Modelling Parkinson‐like neurodegeneration via osmotic minipump delivery of MPTP and probenecid

Mouse models of MPTP intoxication have been used extensively to explore the molecular mechanisms of Parkinson’s disease. However, these models present some limitations since; (i) Dopaminergic (DA) cell death occurs rapidly in contrast to the presumably slow evolution of the disease process. (ii) Some of the key histological features of the disease such as Lewy body like inclusions and long-term inflammatory changes are lacking. Fornai et al. [Proc. Natl Acad. Sci.

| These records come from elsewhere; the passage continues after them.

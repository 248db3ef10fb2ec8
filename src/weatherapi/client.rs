use color_eyre::{eyre::eyre, Result};
use serde_json::Value;
use thiserror::Error;
use tracing::{debug, error, warn};
use url::Url;

use super::api_types::{ApiCurrentResponse, ApiForecastResponse, WeatherAlert};
use super::requests;
use super::retry::{send_with_retry, RetryPolicy};
use crate::config::ApiConfig;
use crate::db::models::{NewCurrentWeather, NewLocation};
use crate::http::{HttpRequest, StatusClass, Transport, TransportError};

/// Longest response body excerpt written to the log.
const LOG_BODY_MAX: usize = 200;

/// Failure of a logical API call that the caller must treat as fatal.
#[derive(Debug, Error)]
pub enum FetchError {
  #[error("request timed out after {attempts} attempt(s): {source}")]
  Timeout {
    attempts: u32,
    source: TransportError,
  },

  #[error(transparent)]
  Transport(TransportError),

  #[error("failed to decode response: {0}")]
  Decode(#[from] serde_json::Error),
}

/// Outcome of an exchange that completed at the HTTP level.
#[derive(Debug, Clone, PartialEq)]
pub enum Fetched<T> {
  Data(T),
  /// Non-success status; already logged
  NoResult { status: u16 },
}

#[derive(Debug, Clone, PartialEq)]
pub struct CurrentWeatherData {
  pub location: NewLocation,
  pub current: NewCurrentWeather,
}

#[derive(Debug, Clone, PartialEq)]
pub struct ForecastData {
  pub location: NewLocation,
  pub alerts: Vec<WeatherAlert>,
  /// Payload exactly as received
  pub raw: Value,
}

/// WeatherAPI client over any transport (normally the cache-aware one)
pub struct WeatherApiClient<T: Transport> {
  transport: T,
  api_key: String,
  base_url: Url,
  retry: RetryPolicy,
}

impl<T: Transport> WeatherApiClient<T> {
  pub fn new(transport: T, api_key: String, base_url: &str, retry: RetryPolicy) -> Result<Self> {
    let base_url =
      Url::parse(base_url).map_err(|e| eyre!("Invalid API base URL {}: {}", base_url, e))?;
    if base_url.cannot_be_a_base() {
      return Err(eyre!("Invalid API base URL {}: not a base URL", base_url));
    }

    Ok(Self {
      transport,
      api_key,
      base_url,
      retry,
    })
  }

  /// Get current conditions for `location`
  pub async fn current_weather(
    &self,
    location: &str,
    config: &ApiConfig,
  ) -> Result<Fetched<CurrentWeatherData>, FetchError> {
    let request =
      requests::current_weather(&self.base_url, &self.api_key, location, config.include_aqi);

    let body = match self.fetch(&request).await? {
      Fetched::Data(body) => body,
      Fetched::NoResult { status } => return Ok(Fetched::NoResult { status }),
    };

    let decoded: ApiCurrentResponse = serde_json::from_slice(&body)?;
    Ok(Fetched::Data(CurrentWeatherData {
      location: decoded.location,
      current: decoded.current,
    }))
  }

  /// Get a forecast for `location`; `days` is clamped to the supported range
  pub async fn forecast(
    &self,
    location: &str,
    days: i64,
    config: &ApiConfig,
  ) -> Result<Fetched<ForecastData>, FetchError> {
    let request = requests::forecast(
      &self.base_url,
      &self.api_key,
      location,
      days,
      config.include_aqi,
      config.include_alerts,
    );

    let body = match self.fetch(&request).await? {
      Fetched::Data(body) => body,
      Fetched::NoResult { status } => return Ok(Fetched::NoResult { status }),
    };

    let raw: Value = serde_json::from_slice(&body)?;
    let ApiForecastResponse { location, alerts } = serde_json::from_value(raw.clone())?;

    Ok(Fetched::Data(ForecastData {
      location,
      alerts: alerts.map(|a| a.alert).unwrap_or_default(),
      raw,
    }))
  }

  /// Send with retry and classify the status. Returns the body on success.
  async fn fetch(&self, request: &HttpRequest) -> Result<Fetched<Vec<u8>>, FetchError> {
    let path = request.url.path();
    let response = send_with_retry(&self.transport, request, &self.retry).await?;

    match StatusClass::of(response.status) {
      StatusClass::Success => {
        debug!(path, status = response.status, "Request succeeded");
        Ok(Fetched::Data(response.body))
      }
      StatusClass::Error => {
        warn!(
          path,
          status = response.status,
          body = %response.body_snippet(LOG_BODY_MAX),
          "WeatherAPI returned an error status"
        );
        Ok(Fetched::NoResult {
          status: response.status,
        })
      }
      StatusClass::Unhandled => {
        error!(path, status = response.status, "Unhandled response status");
        Ok(Fetched::NoResult {
          status: response.status,
        })
      }
    }
  }
}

USA 102 (2005), 3413] suggested that continuous delivery of MPTP with Alzet osmotic minipumps may possibly circumvent these problems. Our results show, however, that MPTP infusion via Alzet osmotic minipumps (40 mg/kg/day) produces only a transient depletion in striatal dopamine (DA) without causing dopaminergic cell loss in the substantia nigra. Neuronal cell loss occurred, however, if MPTP was infused concomitantly with probenecid, an uricosuric agent which potentiates the effects of the toxin injected via the i.p. route. Even under these conditions, dopaminergic cell loss was moderate (−25%) and other neurodegenerative changes characteristic of Parkinson’s disease remained undetectable.